### PROBLEM TO SOLVE
Reprint every entry, character for character.

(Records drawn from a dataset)
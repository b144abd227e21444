//! `GET /api/stream/:encoded_path` handler.

use axum::{
    body::Body,
    extract::{Path, Query, State},
    http::{header, HeaderMap},
    response::{IntoResponse, Response},
    Json,
};
use futures::stream;
use mediasort_common::paths::{decode_path, is_within_root, resolve_within_root};
use mediasort_common::Error;
use serde::Deserialize;
use serde_json::json;
use std::io::SeekFrom;
use tokio::fs::File;
use tokio::io::{AsyncReadExt, AsyncSeekExt};
use tokio_util::io::ReaderStream;

use super::plan::{parse_start_seconds, plan, StreamPlan, StreamRequest};
use crate::server::error::AppError;
use crate::server::AppContext;

const READ_CHUNK_SIZE: usize = 64 * 1024;

#[derive(Debug, Default, Deserialize)]
pub struct StreamQuery {
    /// Transcode start offset in seconds.
    pub t: Option<String>,
    /// `true` or `1` forces transcoding.
    pub transcode: Option<String>,
}

impl StreamQuery {
    fn wants_transcode(&self) -> bool {
        matches!(self.transcode.as_deref(), Some("true") | Some("1"))
    }
}

/// Serve a pending media file addressed by its encoded path.
pub async fn stream_media(
    State(ctx): State<AppContext>,
    Path(encoded_path): Path<String>,
    Query(query): Query<StreamQuery>,
    headers: HeaderMap,
) -> Result<Response, AppError> {
    let decoded = decode_path(&encoded_path)?;
    if decoded.is_empty() {
        return Err(Error::validation("Path token is empty").into());
    }
    let requested = std::path::Path::new(&decoded);

    let file_path = resolve_within_root(requested, &ctx.input_root)
        .ok_or_else(|| Error::forbidden(format!("Path is outside the media root: {decoded}")))?;

    // Symlinks inside the root may still point elsewhere.
    let real_path = tokio::fs::canonicalize(&file_path)
        .await
        .map_err(|_| Error::not_found("file", &decoded))?;
    if !is_within_root(&real_path, &ctx.input_root) {
        return Err(Error::forbidden(format!("Path is outside the media root: {decoded}")).into());
    }

    let metadata = tokio::fs::metadata(&real_path)
        .await
        .map_err(|_| Error::not_found("file", &decoded))?;
    if !metadata.is_file() {
        return Err(Error::not_found("file", &decoded).into());
    }

    let range = headers.get(header::RANGE).map(|v| v.to_str().unwrap_or(""));
    let request = StreamRequest {
        range,
        transcode: query.wants_transcode(),
        start_seconds: parse_start_seconds(query.t.as_deref()),
    };
    let plan = plan(&real_path, metadata.len(), &request);
    let status = plan.status();
    let response_headers = plan.headers();

    let body = match &plan {
        StreamPlan::Transcode { start_seconds } => {
            match ctx.transcoder.spawn(&real_path, *start_seconds) {
                Ok(stream) => Body::from_stream(stream),
                Err(e) => {
                    tracing::error!(file = %real_path.display(), "Transcode failed to start: {}", e);
                    let failure = std::io::Error::other(e.to_string());
                    Body::from_stream(stream::once(async move {
                        Err::<bytes::Bytes, std::io::Error>(failure)
                    }))
                }
            }
        }
        StreamPlan::Partial { range, .. } => {
            let mut file = File::open(&real_path).await.map_err(Error::from)?;
            file.seek(SeekFrom::Start(range.start))
                .await
                .map_err(Error::from)?;
            Body::from_stream(ReaderStream::with_capacity(
                file.take(range.len()),
                READ_CHUNK_SIZE,
            ))
        }
        StreamPlan::Full { .. } => {
            let file = File::open(&real_path).await.map_err(Error::from)?;
            Body::from_stream(ReaderStream::with_capacity(file, READ_CHUNK_SIZE))
        }
        StreamPlan::RangeNotSatisfiable { reason, .. } => {
            tracing::debug!(file = %real_path.display(), "Unsatisfiable range: {}", reason);
            let error = Error::range(reason.to_string());
            let body = Json(json!({ "error": error.to_string(), "code": error.code() }));
            return Ok((status, response_headers, body).into_response());
        }
    };

    Ok((status, response_headers, body).into_response())
}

### WRITTEN RESPONSE
repository b144abd227e21444
//! `GET /api/stream/:encoded_path` handler.

use axum::{
    body::Body,
    extract::{Path, Query, State},
    http::{header, HeaderMap},
    response::{IntoResponse, Response},
    Json,
};
use futures::stream;
use mediasort_common::paths::{decode_path, is_within_root, resolve_within_root};
use mediasort_common::Error;
use serde::Deserialize;
use serde_json::json;
use std::io::SeekFrom;
use tokio::fs::File;
use tokio::io::{AsyncReadExt, AsyncSeekExt};
use tokio_util::io::ReaderStream;

use super::plan::{parse_start_seconds, plan, StreamPlan, StreamRequest};
use crate::server::error::AppError;
use crate::server::AppContext;

const READ_CHUNK_SIZE: usize = 64 * 1024;

#[derive(Debug, Default, Deserialize)]
pub struct StreamQuery {
    /// Transcode start offset in seconds.
    pub t: Option<String>,
    /// `true` or `1` forces transcoding.
    pub transcode: Option<String>,
}

impl StreamQuery {
    fn wants_transcode(&self) -> bool {
        matches!(self.transcode.as_deref(), Some("true") | Some("1"))
    }
}

/// Serve a pending media file addressed by its encoded path.
pub async fn stream_media(
    State(ctx): State<AppContext>,
    Path(encoded_path): Path<String>,
    Query(query): Query<StreamQuery>,
    headers: HeaderMap,
) -> Result<Response, AppError> {
    let decoded = decode_path(&encoded_path)?;
    if decoded.is_empty() {
        return Err(Error::validation("Path token is empty").into());
    }
    let requested = std::path::Path::new(&decoded);

    let file_path = resolve_within_root(requested, &ctx.input_root)
        .ok_or_else(|| Error::forbidden(format!("Path is outside the media root: {decoded}")))?;

    // Symlinks inside the root may still point elsewhere.
    let real_path = tokio::fs::canonicalize(&file_path)
        .await
        .map_err(|_| Error::not_found("file", &decoded))?;
    if !is_within_root(&real_path, &ctx.input_root) {
        return Err(Error::forbidden(format!("Path is outside the media root: {decoded}")).into());
    }

    let metadata = tokio::fs::metadata(&real_path)
        .await
        .map_err(|_| Error::not_found("file", &decoded))?;
    if !metadata.is_file() {
        return Err(Error::not_found("file", &decoded).into());
    }

    let range = headers.get(header::RANGE).map(|v| v.to_str().unwrap_or(""));
    let request = StreamRequest {
        range,
        transcode: query.wants_transcode(),
        start_seconds: parse_start_seconds(query.t.as_deref()),
    };
    let plan = plan(&real_path, metadata.len(), &request);
    let status = plan.status();
    let response_headers = plan.headers();

    let body = match &plan {
        StreamPlan::Transcode { start_seconds } => {
            match ctx.transcoder.spawn(&real_path, *start_seconds) {
                Ok(stream) => Body::from_stream(stream),
                Err(e) => {
                    tracing::error!(file = %real_path.display(), "Transcode failed to start: {}", e);
                    let failure = std::io::Error::other(e.to_string());
                    Body::from_stream(stream::once(async move {
                        Err::<bytes::Bytes, std::io::Error>(failure)
                    }))
                }
            }
        }
        StreamPlan::Partial { range, .. } => {
            let mut file = File::open(&real_path).await.map_err(Error::from)?;
            file.seek(SeekFrom::Start(range.start))
                .await
                .map_err(Error::from)?;
            Body::from_stream(ReaderStream::with_capacity(
                file.take(range.len()),
                READ_CHUNK_SIZE,
            ))
        }
        StreamPlan::Full { .. } => {
            let file = File::open(&real_path).await.map_err(Error::from)?;
            Body::from_stream(ReaderStream::with_capacity(file, READ_CHUNK_SIZE))
        }
        StreamPlan::RangeNotSatisfiable { reason, .. } => {
            tracing::debug!(file = %real_path.display(), "Unsatisfiable range: {}", reason);
            let error = Error::range(reason.to_string());
            let body = Json(json!({ "error": error.to_string(), "code": error.code() }));
            return Ok((status, response_headers, body).into_response());
        }
    };

    Ok((status, response_headers, body).into_response())
}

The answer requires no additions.